> _WORK INSTRUCTION_:
Using the data beneath this instruction, retype only the lines from the one that contains "assert_eq!(err.index, 2);" down to the one that contains "assert_eq!(deck.clone().into_vec(), cards);", both included, exactly as they appear.

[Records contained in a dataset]
══════
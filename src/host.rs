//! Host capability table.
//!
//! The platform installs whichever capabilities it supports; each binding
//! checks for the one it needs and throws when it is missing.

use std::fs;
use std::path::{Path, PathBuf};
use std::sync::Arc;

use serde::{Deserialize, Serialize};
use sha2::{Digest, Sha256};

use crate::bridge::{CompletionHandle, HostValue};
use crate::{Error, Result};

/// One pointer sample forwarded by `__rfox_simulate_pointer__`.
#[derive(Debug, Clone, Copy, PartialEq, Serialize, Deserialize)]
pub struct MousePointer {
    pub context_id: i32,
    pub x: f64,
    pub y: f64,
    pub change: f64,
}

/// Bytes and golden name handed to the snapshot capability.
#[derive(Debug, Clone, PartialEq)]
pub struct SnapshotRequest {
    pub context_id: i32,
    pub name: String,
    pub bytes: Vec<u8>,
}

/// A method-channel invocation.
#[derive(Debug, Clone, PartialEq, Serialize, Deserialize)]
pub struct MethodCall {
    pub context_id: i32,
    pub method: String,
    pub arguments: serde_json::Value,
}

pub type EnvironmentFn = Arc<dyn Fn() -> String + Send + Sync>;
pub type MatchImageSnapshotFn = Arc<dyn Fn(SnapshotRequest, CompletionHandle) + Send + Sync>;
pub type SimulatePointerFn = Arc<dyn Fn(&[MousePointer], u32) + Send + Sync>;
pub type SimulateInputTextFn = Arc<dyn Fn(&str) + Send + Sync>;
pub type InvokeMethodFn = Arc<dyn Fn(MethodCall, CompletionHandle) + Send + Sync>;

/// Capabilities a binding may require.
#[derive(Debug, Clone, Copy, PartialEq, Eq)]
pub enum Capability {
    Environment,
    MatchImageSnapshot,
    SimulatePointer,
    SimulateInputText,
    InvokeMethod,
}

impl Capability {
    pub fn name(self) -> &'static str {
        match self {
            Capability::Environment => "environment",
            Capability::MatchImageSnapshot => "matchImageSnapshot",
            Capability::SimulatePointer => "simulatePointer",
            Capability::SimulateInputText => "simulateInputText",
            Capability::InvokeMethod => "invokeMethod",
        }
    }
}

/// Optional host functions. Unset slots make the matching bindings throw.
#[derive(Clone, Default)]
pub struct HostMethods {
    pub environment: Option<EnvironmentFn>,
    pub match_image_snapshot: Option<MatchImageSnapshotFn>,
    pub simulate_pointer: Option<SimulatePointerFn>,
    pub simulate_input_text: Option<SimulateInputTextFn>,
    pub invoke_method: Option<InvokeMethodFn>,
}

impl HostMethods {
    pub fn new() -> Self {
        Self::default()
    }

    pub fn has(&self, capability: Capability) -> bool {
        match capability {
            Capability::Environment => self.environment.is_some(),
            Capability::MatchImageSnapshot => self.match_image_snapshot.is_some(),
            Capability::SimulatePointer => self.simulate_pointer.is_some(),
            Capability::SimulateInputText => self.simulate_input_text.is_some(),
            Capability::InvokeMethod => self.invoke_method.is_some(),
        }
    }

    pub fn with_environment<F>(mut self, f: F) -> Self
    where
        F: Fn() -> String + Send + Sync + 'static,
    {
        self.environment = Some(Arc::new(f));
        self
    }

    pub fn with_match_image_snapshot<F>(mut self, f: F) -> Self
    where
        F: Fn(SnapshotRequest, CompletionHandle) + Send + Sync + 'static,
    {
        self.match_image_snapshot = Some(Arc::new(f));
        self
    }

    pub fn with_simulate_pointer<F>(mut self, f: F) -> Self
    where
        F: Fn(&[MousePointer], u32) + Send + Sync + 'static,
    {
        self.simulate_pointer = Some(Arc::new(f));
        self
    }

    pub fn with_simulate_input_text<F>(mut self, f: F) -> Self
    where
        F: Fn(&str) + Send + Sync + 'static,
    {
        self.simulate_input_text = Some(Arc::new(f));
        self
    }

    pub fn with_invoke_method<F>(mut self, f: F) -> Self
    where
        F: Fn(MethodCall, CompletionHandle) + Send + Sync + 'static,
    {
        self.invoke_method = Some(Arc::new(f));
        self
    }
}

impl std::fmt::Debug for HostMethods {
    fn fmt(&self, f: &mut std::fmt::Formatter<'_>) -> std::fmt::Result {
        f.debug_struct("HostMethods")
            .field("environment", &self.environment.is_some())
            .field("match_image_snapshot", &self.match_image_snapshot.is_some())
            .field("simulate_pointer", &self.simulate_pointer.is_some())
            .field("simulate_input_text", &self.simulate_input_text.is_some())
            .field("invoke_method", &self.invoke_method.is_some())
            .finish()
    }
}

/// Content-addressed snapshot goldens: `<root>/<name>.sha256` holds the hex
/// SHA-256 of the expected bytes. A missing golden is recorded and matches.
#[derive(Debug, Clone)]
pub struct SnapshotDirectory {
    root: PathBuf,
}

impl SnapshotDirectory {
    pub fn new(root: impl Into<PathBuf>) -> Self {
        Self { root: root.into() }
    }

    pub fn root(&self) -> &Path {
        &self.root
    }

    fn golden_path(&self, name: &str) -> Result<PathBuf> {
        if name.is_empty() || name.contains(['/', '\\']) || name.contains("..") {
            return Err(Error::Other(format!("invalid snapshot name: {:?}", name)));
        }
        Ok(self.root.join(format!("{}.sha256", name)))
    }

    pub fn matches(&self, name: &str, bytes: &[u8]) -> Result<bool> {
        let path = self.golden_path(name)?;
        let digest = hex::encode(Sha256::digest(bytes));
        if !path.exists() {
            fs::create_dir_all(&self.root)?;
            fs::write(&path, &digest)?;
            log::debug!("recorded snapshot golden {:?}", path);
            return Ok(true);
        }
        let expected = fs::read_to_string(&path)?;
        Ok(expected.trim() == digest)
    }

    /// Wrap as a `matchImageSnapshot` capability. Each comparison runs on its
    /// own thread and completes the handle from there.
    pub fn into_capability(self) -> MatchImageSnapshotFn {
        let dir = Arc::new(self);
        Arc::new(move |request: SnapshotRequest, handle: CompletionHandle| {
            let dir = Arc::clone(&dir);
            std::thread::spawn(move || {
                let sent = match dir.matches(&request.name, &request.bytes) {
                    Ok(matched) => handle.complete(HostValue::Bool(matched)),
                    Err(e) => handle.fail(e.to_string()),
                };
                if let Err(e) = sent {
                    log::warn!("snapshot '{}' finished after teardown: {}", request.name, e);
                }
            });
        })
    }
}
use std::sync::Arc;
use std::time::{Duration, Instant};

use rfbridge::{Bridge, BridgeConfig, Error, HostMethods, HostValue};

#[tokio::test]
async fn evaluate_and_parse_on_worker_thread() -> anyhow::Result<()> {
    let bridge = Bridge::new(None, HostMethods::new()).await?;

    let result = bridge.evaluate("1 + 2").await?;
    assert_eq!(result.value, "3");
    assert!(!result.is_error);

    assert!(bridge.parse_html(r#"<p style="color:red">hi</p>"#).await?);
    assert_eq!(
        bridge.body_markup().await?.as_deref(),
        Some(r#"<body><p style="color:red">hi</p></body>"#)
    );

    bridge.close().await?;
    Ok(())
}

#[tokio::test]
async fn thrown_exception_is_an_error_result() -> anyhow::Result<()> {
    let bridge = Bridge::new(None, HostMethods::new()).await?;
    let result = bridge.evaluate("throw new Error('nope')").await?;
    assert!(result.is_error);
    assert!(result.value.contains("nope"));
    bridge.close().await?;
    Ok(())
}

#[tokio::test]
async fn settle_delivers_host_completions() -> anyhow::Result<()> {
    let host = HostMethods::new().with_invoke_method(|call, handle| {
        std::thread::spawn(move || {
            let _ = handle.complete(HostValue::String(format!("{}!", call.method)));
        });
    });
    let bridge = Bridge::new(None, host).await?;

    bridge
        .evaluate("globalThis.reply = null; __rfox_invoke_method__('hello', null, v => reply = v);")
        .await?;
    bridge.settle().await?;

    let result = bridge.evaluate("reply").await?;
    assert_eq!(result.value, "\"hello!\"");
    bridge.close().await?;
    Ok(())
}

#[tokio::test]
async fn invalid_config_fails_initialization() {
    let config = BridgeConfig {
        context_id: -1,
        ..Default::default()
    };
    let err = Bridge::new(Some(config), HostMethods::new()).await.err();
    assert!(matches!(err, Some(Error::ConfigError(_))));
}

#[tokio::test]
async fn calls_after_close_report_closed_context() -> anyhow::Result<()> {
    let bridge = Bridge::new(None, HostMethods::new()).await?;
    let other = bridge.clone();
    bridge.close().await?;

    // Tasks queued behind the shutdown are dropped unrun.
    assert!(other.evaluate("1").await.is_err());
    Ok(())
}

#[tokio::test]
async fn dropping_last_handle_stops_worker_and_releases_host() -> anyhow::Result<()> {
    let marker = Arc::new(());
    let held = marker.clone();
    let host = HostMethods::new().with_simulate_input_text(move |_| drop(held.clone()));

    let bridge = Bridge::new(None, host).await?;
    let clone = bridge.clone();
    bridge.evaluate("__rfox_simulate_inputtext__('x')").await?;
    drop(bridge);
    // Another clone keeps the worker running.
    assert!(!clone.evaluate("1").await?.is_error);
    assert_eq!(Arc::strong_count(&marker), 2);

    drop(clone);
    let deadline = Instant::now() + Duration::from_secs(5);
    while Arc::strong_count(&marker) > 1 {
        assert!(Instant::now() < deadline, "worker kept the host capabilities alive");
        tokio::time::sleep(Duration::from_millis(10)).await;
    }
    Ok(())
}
══════
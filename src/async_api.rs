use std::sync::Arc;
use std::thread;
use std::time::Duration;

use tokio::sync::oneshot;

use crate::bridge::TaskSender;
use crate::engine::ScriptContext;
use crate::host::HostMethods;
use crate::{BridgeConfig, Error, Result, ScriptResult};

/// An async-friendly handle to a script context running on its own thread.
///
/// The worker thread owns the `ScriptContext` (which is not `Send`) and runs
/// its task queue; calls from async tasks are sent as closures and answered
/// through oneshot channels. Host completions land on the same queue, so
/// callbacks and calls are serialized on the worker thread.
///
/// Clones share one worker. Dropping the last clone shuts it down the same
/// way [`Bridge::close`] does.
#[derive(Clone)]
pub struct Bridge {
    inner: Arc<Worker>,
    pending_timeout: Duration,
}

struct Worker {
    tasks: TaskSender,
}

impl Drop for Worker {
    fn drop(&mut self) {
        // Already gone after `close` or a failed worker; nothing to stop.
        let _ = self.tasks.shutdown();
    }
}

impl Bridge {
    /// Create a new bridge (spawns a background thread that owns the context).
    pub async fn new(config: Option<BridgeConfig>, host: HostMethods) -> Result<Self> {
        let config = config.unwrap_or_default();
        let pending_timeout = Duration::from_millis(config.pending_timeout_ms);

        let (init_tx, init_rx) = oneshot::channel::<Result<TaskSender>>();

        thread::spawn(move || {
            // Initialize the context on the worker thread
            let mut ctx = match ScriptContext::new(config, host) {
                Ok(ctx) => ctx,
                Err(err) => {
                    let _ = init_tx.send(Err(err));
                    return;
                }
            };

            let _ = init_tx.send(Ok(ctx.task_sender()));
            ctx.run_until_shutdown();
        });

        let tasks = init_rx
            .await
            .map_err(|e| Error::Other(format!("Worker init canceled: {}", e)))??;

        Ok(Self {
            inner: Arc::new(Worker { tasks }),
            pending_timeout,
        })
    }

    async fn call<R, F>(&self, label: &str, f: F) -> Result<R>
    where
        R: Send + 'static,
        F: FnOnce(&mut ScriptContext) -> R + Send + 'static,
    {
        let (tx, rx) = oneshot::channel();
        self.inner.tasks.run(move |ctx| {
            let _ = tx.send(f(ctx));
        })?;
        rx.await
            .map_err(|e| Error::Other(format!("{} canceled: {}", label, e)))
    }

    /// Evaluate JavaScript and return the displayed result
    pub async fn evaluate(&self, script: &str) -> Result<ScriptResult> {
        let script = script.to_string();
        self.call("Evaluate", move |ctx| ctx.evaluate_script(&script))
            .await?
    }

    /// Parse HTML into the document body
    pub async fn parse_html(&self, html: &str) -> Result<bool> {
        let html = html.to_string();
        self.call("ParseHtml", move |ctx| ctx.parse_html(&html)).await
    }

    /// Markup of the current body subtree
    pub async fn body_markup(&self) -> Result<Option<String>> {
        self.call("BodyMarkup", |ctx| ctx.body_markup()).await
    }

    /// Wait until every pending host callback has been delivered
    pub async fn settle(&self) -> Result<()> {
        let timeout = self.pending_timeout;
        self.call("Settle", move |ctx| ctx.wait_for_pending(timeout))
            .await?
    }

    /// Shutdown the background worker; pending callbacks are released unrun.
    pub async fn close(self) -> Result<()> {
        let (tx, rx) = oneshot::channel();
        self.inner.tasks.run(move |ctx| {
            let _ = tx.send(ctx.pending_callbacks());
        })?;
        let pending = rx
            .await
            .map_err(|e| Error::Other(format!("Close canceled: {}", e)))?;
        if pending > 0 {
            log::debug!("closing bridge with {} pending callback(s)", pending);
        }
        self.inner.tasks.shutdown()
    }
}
══════
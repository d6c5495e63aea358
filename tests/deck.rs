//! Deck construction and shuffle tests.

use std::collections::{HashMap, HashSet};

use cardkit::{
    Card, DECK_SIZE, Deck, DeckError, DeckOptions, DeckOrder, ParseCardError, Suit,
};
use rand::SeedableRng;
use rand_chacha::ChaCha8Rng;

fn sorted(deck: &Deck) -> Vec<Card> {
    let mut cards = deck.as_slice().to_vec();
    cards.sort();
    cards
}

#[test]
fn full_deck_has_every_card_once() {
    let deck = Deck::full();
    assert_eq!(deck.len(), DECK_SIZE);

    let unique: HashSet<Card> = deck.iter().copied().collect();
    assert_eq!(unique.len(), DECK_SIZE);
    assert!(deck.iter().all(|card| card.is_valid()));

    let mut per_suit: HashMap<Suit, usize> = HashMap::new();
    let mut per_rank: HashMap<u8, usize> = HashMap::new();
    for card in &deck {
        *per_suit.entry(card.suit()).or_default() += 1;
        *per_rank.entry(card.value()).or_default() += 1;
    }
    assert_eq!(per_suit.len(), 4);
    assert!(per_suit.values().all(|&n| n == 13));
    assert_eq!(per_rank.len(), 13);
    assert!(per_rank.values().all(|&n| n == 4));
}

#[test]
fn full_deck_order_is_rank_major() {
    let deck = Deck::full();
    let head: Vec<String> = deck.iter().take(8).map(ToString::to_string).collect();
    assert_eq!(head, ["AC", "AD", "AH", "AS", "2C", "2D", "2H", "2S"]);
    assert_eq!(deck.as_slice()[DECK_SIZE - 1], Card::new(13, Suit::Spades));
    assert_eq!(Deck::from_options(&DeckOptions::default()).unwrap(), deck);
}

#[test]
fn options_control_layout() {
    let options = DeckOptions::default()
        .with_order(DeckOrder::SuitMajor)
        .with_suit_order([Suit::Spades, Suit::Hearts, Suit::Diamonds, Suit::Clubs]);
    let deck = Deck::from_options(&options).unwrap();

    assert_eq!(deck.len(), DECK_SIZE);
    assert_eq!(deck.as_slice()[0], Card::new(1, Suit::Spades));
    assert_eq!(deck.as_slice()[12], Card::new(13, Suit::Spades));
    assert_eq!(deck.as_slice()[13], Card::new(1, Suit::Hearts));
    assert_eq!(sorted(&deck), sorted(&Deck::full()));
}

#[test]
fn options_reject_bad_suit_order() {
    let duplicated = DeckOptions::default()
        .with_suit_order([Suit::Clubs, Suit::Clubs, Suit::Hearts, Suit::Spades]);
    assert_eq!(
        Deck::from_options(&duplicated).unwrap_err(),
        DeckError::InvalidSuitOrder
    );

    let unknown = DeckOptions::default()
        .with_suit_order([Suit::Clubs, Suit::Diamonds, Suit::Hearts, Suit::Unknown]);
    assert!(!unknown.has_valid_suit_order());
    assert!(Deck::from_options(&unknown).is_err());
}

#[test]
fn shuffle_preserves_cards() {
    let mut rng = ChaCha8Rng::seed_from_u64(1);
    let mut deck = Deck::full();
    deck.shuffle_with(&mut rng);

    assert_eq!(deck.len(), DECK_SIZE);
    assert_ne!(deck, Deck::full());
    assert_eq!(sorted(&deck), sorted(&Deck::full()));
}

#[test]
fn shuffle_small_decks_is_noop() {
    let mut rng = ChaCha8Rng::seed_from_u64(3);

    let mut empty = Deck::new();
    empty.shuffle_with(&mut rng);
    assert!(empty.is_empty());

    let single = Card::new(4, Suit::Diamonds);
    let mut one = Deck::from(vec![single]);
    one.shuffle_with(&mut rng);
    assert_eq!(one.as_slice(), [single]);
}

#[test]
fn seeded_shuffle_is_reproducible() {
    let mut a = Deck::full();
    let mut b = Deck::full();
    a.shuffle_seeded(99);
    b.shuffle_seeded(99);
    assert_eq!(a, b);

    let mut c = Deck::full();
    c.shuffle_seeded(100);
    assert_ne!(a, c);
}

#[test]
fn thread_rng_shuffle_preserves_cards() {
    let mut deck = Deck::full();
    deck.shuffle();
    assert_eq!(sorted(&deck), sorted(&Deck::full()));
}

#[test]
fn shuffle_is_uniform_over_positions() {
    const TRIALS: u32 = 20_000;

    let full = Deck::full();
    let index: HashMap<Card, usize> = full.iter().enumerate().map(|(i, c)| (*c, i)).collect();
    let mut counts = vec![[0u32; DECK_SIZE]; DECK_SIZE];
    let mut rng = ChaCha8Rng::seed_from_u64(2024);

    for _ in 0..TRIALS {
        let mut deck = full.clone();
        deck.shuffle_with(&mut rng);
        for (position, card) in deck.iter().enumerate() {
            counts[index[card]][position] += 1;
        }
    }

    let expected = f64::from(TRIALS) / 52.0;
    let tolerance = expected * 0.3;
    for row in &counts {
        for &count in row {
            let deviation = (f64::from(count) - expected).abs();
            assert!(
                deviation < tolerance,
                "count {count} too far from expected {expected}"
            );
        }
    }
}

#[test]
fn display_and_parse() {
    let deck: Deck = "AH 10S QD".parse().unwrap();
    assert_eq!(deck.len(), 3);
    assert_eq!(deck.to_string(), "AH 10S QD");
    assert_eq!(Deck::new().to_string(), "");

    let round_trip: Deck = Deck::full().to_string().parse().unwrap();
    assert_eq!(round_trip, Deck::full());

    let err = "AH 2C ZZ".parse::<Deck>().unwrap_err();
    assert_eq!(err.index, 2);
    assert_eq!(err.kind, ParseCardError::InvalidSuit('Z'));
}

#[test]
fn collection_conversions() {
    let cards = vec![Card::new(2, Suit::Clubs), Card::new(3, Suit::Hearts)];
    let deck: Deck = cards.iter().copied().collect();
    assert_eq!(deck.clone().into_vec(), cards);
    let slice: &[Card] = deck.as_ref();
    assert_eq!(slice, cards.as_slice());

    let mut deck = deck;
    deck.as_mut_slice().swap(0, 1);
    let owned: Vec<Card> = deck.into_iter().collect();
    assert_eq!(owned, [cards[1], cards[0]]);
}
══════
> _RESPONSE BOX_:
    assert_eq!(err.index, 2);
    assert_eq!(err.kind, ParseCardError::InvalidSuit('Z'));
}

#[test]
fn collection_conversions() {
    let cards = vec![Card::new(2, Suit::Clubs), Card::new(3, Suit::Hearts)];
    let deck: Deck = cards.iter().copied().collect();
    assert_eq!(deck.clone().into_vec(), cards);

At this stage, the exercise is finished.